This is a new topic started based on requests about my boxes asked elsewhere. I like to mess around with craft work once in a while. As much as there are some great pre-maded card boxes out there to purchase, I prefer to make my own.
The decorated paired boxes to the right are the adventure deck for my household. A very basic "panel" design for the graphics is used rather than full wrap around because
- Handmade boxes are not always the same dimension from one to the next, even when the pieces are cut to supposedly precise duplicate measures.
- Assembly can cause shift and slight warp of configuration from one box to the next.
Though neither problem is noticeable to the eye, these variances do make it impossible to do full wrap decoration of a box, such as you seen on commercial products like Talisman.
Graphics you see are based on those I designed for a Talisman Rules Card template, which Jon put into the latest plugin for the Strange Eons card maker. The only absconded graphic was the reduced art inside the split center ring. You should all know where that came from. I have no intention of sharing these graphic panels, so this little breach in morality, ethics, or law stays inside my house.
Panel art (designed in Photoshop CS4-E) is printed out on photo quality semi-gloss light-weight paper with black bleed zones all around. Once the panels are cut out, the edges of the white paper are dyed to black using a permanent marker. The panels are then adhered, and are designed to leave a bit of black between them from the paper used to wrap-assemble the box (such the other ones in the background).

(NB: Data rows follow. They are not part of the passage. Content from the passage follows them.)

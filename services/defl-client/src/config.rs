//! JSON configuration, loaded with `serde_json` and validated by hand
//! into a typed [`ClientConfig`]. Unknown keys are ignored (serde's
//! default behavior); a missing key with no default is a
//! [`ConfigError::MissingKey`] — a fatal configuration error.

use std::collections::HashMap;
use std::path::{Path, PathBuf};

use defl_aggregate::AggregatorKind;
use serde::Deserialize;
use thiserror::Error;

#[derive(Debug, Error)]
pub enum ConfigError {
    #[error("failed to read config file {path}: {source}")]
    Read {
        path: PathBuf,
        #[source]
        source: std::io::Error,
    },
    #[error("failed to parse config JSON: {0}")]
    Parse(#[from] serde_json::Error),
    #[error("missing required config key: {0}")]
    MissingKey(&'static str),
    #[error("invalid value for `host`: {0:?} (expected \"host:port\")")]
    InvalidHost(String),
    #[error("unknown aggregator: {0:?}")]
    UnknownAggregator(String),
    #[error("unknown attack: {0:?}")]
    UnknownAttack(String),
    #[error("unknown task: {0:?}")]
    UnknownTask(String),
}

#[derive(Debug, Clone, Copy, PartialEq, Eq)]
pub enum Task {
    Cifar10,
    Sentiment140,
}

#[derive(Debug, Clone, Copy, PartialEq, Eq)]
pub enum Attack {
    None,
    Gaussian,
    Sign,
    Label,
}

/// Parsed, validated client configuration. Built by [`ClientConfig::load`]
/// from the raw JSON document (`RawConfig`); every field here is either
/// required (and therefore present) or has the documented default.
#[derive(Debug, Clone)]
pub struct ClientConfig {
    pub server_host: String,
    pub consensus_port: u16,
    pub obsido_port: u16,
    pub task: Task,
    pub batch_size: u32,
    pub local_train_steps: u32,
    pub aggregator: AggregatorKind,
    pub num_byzantine: usize,
    pub attack: Attack,
    pub gaussian_attack_factor: Option<f32>,
    pub signflip_attack_factor: Option<f32>,
    pub fetch_ms: u64,
    pub gst_ms: u64,
    pub save_freq: u64,
    pub init_model_path: Option<PathBuf>,
    pub data_config: serde_json::Value,
    pub env: HashMap<String, String>,
    pub client_name: Option<String>,
}

/// Mirrors the JSON document's keys one-for-one so `serde_json` can parse
/// it before hand-validation maps it onto [`ClientConfig`]. Every field is
/// `Option` here regardless of whether it's ultimately required — that
/// distinction is `ClientConfig::load`'s job, not serde's.
#[derive(Debug, Deserialize)]
struct RawConfig {
    host: Option<String>,
    obsido_port: Option<u16>,
    task: Option<String>,
    batch_size: Option<u32>,
    local_train_steps: Option<u32>,
    aggregator: Option<String>,
    multikrum_factor: Option<usize>,
    num_byzantine: Option<usize>,
    #[serde(default)]
    attack: Option<String>,
    gaussian_attack_factor: Option<f32>,
    signflip_attack_factor: Option<f32>,
    fetch: Option<u64>,
    gst: Option<u64>,
    #[serde(default)]
    save_freq: Option<u64>,
    init_model_path: Option<PathBuf>,
    #[serde(default)]
    data_config: Option<serde_json::Value>,
    #[serde(default)]
    env: Option<HashMap<String, String>>,
    client_name: Option<String>,
}

impl ClientConfig {
    pub fn load(path: &Path) -> Result<Self, ConfigError> {
        let text = std::fs::read_to_string(path).map_err(|source| ConfigError::Read {
            path: path.to_path_buf(),
            source,
        })?;
        let raw: RawConfig = serde_json::from_str(&text)?;
        Self::from_raw(raw)
    }

    fn from_raw(raw: RawConfig) -> Result<Self, ConfigError> {
        let host_field = raw.host.ok_or(ConfigError::MissingKey("host"))?;
        let (server_host, consensus_port) = host_field
            .rsplit_once(':')
            .and_then(|(h, p)| p.parse::<u16>().ok().map(|p| (h.to_string(), p)))
            .ok_or_else(|| ConfigError::InvalidHost(host_field.clone()))?;

        let task = match raw.task.ok_or(ConfigError::MissingKey("task"))?.as_str() {
            "cifar10" => Task::Cifar10,
            "sentiment140" => Task::Sentiment140,
            other => return Err(ConfigError::UnknownTask(other.to_string())),
        };

        let aggregator_name = raw.aggregator.ok_or(ConfigError::MissingKey("aggregator"))?;
        let aggregator = match aggregator_name.as_str() {
            "fedavg" => AggregatorKind::Mean,
            "median" => AggregatorKind::Median,
            "trimmedmean" => AggregatorKind::TrimmedMean,
            "krum" => AggregatorKind::MultiKrum { m: 1 },
            "multikrum" => AggregatorKind::MultiKrum {
                m: raw
                    .multikrum_factor
                    .ok_or(ConfigError::MissingKey("multikrum_factor"))?,
            },
            other => return Err(ConfigError::UnknownAggregator(other.to_string())),
        };

        let attack = match raw.attack.as_deref().unwrap_or("none") {
            "none" => Attack::None,
            "gaussian" => Attack::Gaussian,
            "sign" => Attack::Sign,
            "label" => Attack::Label,
            other => return Err(ConfigError::UnknownAttack(other.to_string())),
        };
        if attack == Attack::Gaussian && raw.gaussian_attack_factor.is_none() {
            return Err(ConfigError::MissingKey("gaussian_attack_factor"));
        }
        if attack == Attack::Sign && raw.signflip_attack_factor.is_none() {
            return Err(ConfigError::MissingKey("signflip_attack_factor"));
        }

        Ok(ClientConfig {
            server_host,
            consensus_port,
            obsido_port: raw.obsido_port.ok_or(ConfigError::MissingKey("obsido_port"))?,
            task,
            batch_size: raw.batch_size.ok_or(ConfigError::MissingKey("batch_size"))?,
            local_train_steps: raw
                .local_train_steps
                .ok_or(ConfigError::MissingKey("local_train_steps"))?,
            aggregator,
            num_byzantine: raw
                .num_byzantine
                .ok_or(ConfigError::MissingKey("num_byzantine"))?,
            attack,
            gaussian_attack_factor: raw.gaussian_attack_factor,
            signflip_attack_factor: raw.signflip_attack_factor,
            fetch_ms: raw.fetch.ok_or(ConfigError::MissingKey("fetch"))?,
            gst_ms: raw.gst.ok_or(ConfigError::MissingKey("gst"))?,
            save_freq: raw.save_freq.unwrap_or(0),
            init_model_path: raw.init_model_path,
            data_config: raw.data_config.unwrap_or(serde_json::Value::Null),
            env: raw.env.unwrap_or_default(),
            client_name: raw.client_name,
        })
    }
}
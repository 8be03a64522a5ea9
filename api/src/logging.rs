use std::sync::OnceLock;
use tracing_subscriber::EnvFilter;

static LOGGER_INIT: OnceLock<()> = OnceLock::new();

/// Install the global tracing subscriber. `RUST_LOG` overrides the default `info` level.
pub fn init() {
    LOGGER_INIT.get_or_init(|| {
        let filter = EnvFilter::try_from_default_env().unwrap_or_else(|_| EnvFilter::new("info"));
        if let Err(e) = tracing_subscriber::fmt().with_env_filter(filter).try_init() {
            eprintln!("failed to initialize logging: {}", e);
        }
    });
}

These two side by side boxes allow for an adventure deck of about 200 to 250 sleeved cards (at a guess(, depending on how tightly one packs them in. That's more than enough for any game, and I have other boxes that store cards not used.
For components, I use black matt board with black core. All panels (external and internal) are cut by hand, assemble with light use of black butcher/craft paper and basic glue sticks. I've use rubber cement and other non-soluable glues, but they tend to maked the paper stretch and the shrink, causing initial fitting problems and them warping.
All boxes have approximately an 1/8" extra space side to side and just under 1/4" top clearance. This gives enough room for the separator tab you see to the left. Discards can be placed face forward or face back behind the separator, depending on whether the box's backend or the behind the separator is where people want to access the top of the discard pile as needed.
Boxes are built to my estimation of the deck in question and how many cards it will need to hold. If I find later there are more cards needed, well, I just build a bigger box. The two small ones on the left and right right edges of the first picture hold about 50-70 cards each in sleeves.
So why such a small deck? One will eventually be used for the Talisman Tasks quest deck, the other possibly for a spell deck.
To the right you can see a little of how the boxes fit together. They are actually two boxes cut in half. The inner one's split is offset from the outer. Though matt board (for picture matts) may seem rather flimsy, when done this way it becomes pretty tough and sturdy for general handling.
There is also the possibility to build other sizes and to use one box for even multiple small decks. After all, you need a little somewhere to put those Alignment and Talisman cards. In the next box below on the left, the cards are all from the same deck, but dividers have been permanently added to the interior, creating 6 compartments. This is for the Purchase deck, which includes Armor, Weapons, Followers, Resources (rafts, bottles), Tools, and Other (I won't try to explain the last two categories right now). Eventually this box will be decorated with appropriately colored panels which will include match monotone illustrations of a sample card from each category on the outside bottom half. It should be easy to see which little subdeck to grab when look for that Purchase one has just made.
As both storage and in-play deck organizers, these are so much better than a loose deck on the board (especially if using those slippery card sleeves). A whole deck and can easily handed around the board no matter how many players you have. While someones digging out that mule they just bought, with the Purchase box in hand, the next players is already taking her turn.
So I'll warp it up here. Perhaps when I have time to get to it, I'll post pictures of the finished Purchase, Spell, and Quest boxes. If you have any question, feel free to post them.
Oh, and laid on their sides, they fit pretty well into the box, though with the board on top them, the top shell of the Talisman box does ride about 1/4" high.